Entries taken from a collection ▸
//! Redis connection settings.

use serde::{Deserialize, Serialize};
use std::time::Duration;

/// Redis configuration.
#[derive(Debug, Clone, Serialize, Deserialize)]
pub struct RedisConfig {
    /// Redis URL (`redis://host:port`, or `rediss://` for TLS).
    pub url: String,
    /// Maximum pooled connections.
    #[serde(default = "default_pool_size")]
    pub pool_size: u32,
    /// Idle connections kept open.
    #[serde(default)]
    pub min_idle: Option<u32>,
    /// Time allowed to obtain a connection.
    #[serde(with = "secs", default = "default_connection_timeout")]
    pub connection_timeout: Duration,
    /// Time allowed for a single command round-trip.
    #[serde(with = "secs", default = "default_command_timeout")]
    pub command_timeout: Duration,
    /// Database number.
    #[serde(default)]
    pub database: Option<u8>,
    /// Username for Redis 6+ ACL.
    #[serde(default)]
    pub username: Option<String>,
    /// Password.
    #[serde(default)]
    pub password: Option<String>,
    /// Use TLS.
    #[serde(default)]
    pub tls: bool,
}

fn default_pool_size() -> u32 {
    10
}

fn default_connection_timeout() -> Duration {
    Duration::from_secs(5)
}

fn default_command_timeout() -> Duration {
    Duration::from_secs(30)
}

impl Default for RedisConfig {
    fn default() -> Self {
        Self {
            url: "redis://localhost:6379".to_string(),
            pool_size: default_pool_size(),
            min_idle: Some(1),
            connection_timeout: default_connection_timeout(),
            command_timeout: default_command_timeout(),
            database: None,
            username: None,
            password: None,
            tls: false,
        }
    }
}

impl RedisConfig {
    /// Configuration for `url` with default pool settings.
    pub fn new(url: impl Into<String>) -> Self {
        Self {
            url: url.into(),
            ..Default::default()
        }
    }

    /// Create a builder.
    pub fn builder() -> RedisConfigBuilder {
        RedisConfigBuilder::new()
    }

    /// Builder seeded from `REDIS_URL`, `REDIS_POOL_SIZE`, `REDIS_DATABASE`,
    /// `REDIS_USERNAME`, `REDIS_PASSWORD` and `REDIS_TLS`.
    pub fn from_env() -> RedisConfigBuilder {
        let mut builder = RedisConfigBuilder::new();

        if let Ok(url) = std::env::var("REDIS_URL") {
            builder = builder.url(url);
        }

        if let Ok(pool_size) = std::env::var("REDIS_POOL_SIZE")
            && let Ok(size) = pool_size.parse()
        {
            builder = builder.pool_size(size);
        }

        if let Ok(db) = std::env::var("REDIS_DATABASE")
            && let Ok(db_num) = db.parse()
        {
            builder = builder.database(db_num);
        }

        if let Ok(username) = std::env::var("REDIS_USERNAME") {
            builder = builder.username(username);
        }

        if let Ok(password) = std::env::var("REDIS_PASSWORD") {
            builder = builder.password(password);
        }

        if std::env::var("REDIS_TLS").is_ok() {
            builder = builder.tls(true);
        }

        builder
    }

    /// Full URL including credentials and database.
    pub fn connection_url(&self) -> String {
        let mut url = self.url.clone();

        if let Some(password) = &self.password {
            let auth = match &self.username {
                Some(username) => format!("{}:{}@", username, password),
                None => format!(":{}@", password),
            };
            for scheme in ["rediss://", "redis://"] {
                if let Some(rest) = url.strip_prefix(scheme) {
                    url = format!("{}{}{}", scheme, auth, rest);
                    break;
                }
            }
        }

        if let Some(db) = self.database {
            let after_scheme = url.split_once("://").map(|(_, rest)| rest).unwrap_or(&url);
            if !after_scheme.contains('/') {
                url = format!("{}/{}", url, db);
            }
        }

        url
    }
}

/// Builder for [`RedisConfig`].
#[derive(Default)]
pub struct RedisConfigBuilder {
    config: RedisConfig,
}

impl RedisConfigBuilder {
    /// Builder with default settings.
    pub fn new() -> Self {
        Self {
            config: RedisConfig::default(),
        }
    }

    /// Set the Redis URL.
    pub fn url(mut self, url: impl Into<String>) -> Self {
        self.config.url = url.into();
        if self.config.tls {
            self = self.tls(true);
        }
        self
    }

    /// Set the pool size.
    pub fn pool_size(mut self, size: u32) -> Self {
        self.config.pool_size = size;
        self
    }

    /// Set the minimum idle connections.
    pub fn min_idle(mut self, min_idle: u32) -> Self {
        self.config.min_idle = Some(min_idle);
        self
    }

    /// Set the connection timeout.
    pub fn connection_timeout(mut self, timeout: Duration) -> Self {
        self.config.connection_timeout = timeout;
        self
    }

    /// Set the command timeout.
    pub fn command_timeout(mut self, timeout: Duration) -> Self {
        self.config.command_timeout = timeout;
        self
    }

    /// Set the database number.
    pub fn database(mut self, db: u8) -> Self {
        self.config.database = Some(db);
        self
    }

    /// Set the ACL username.
    pub fn username(mut self, username: impl Into<String>) -> Self {
        self.config.username = Some(username.into());
        self
    }

    /// Set the password.
    pub fn password(mut self, password: impl Into<String>) -> Self {
        self.config.password = Some(password.into());
        self
    }

    /// Enable TLS, switching a `redis://` URL to `rediss://`.
    pub fn tls(mut self, enabled: bool) -> Self {
        self.config.tls = enabled;
        if enabled && self.config.url.starts_with("redis://") {
            self.config.url = self.config.url.replacen("redis://", "rediss://", 1);
        }
        self
    }

    /// Build the configuration.
    pub fn build(self) -> RedisConfig {
        self.config
    }
}

mod secs {
    use serde::{Deserialize, Deserializer, Serialize, Serializer};
    use std::time::Duration;

    pub fn serialize<S>(duration: &Duration, serializer: S) -> Result<S::Ok, S::Error>
    where
        S: Serializer,
    {
        duration.as_secs().serialize(serializer)
    }

    pub fn deserialize<'de, D>(deserializer: D) -> Result<Duration, D::Error>
    where
        D: Deserializer<'de>,
    {
        let secs = u64::deserialize(deserializer)?;
        Ok(Duration::from_secs(secs))
    }
}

Task description ▸ Each line of the entries above that contains "Error" is to be copied.

Result ▸
    pub fn serialize<S>(duration: &Duration, serializer: S) -> Result<S::Ok, S::Error>
    pub fn deserialize<'de, D>(deserializer: D) -> Result<Duration, D::Error>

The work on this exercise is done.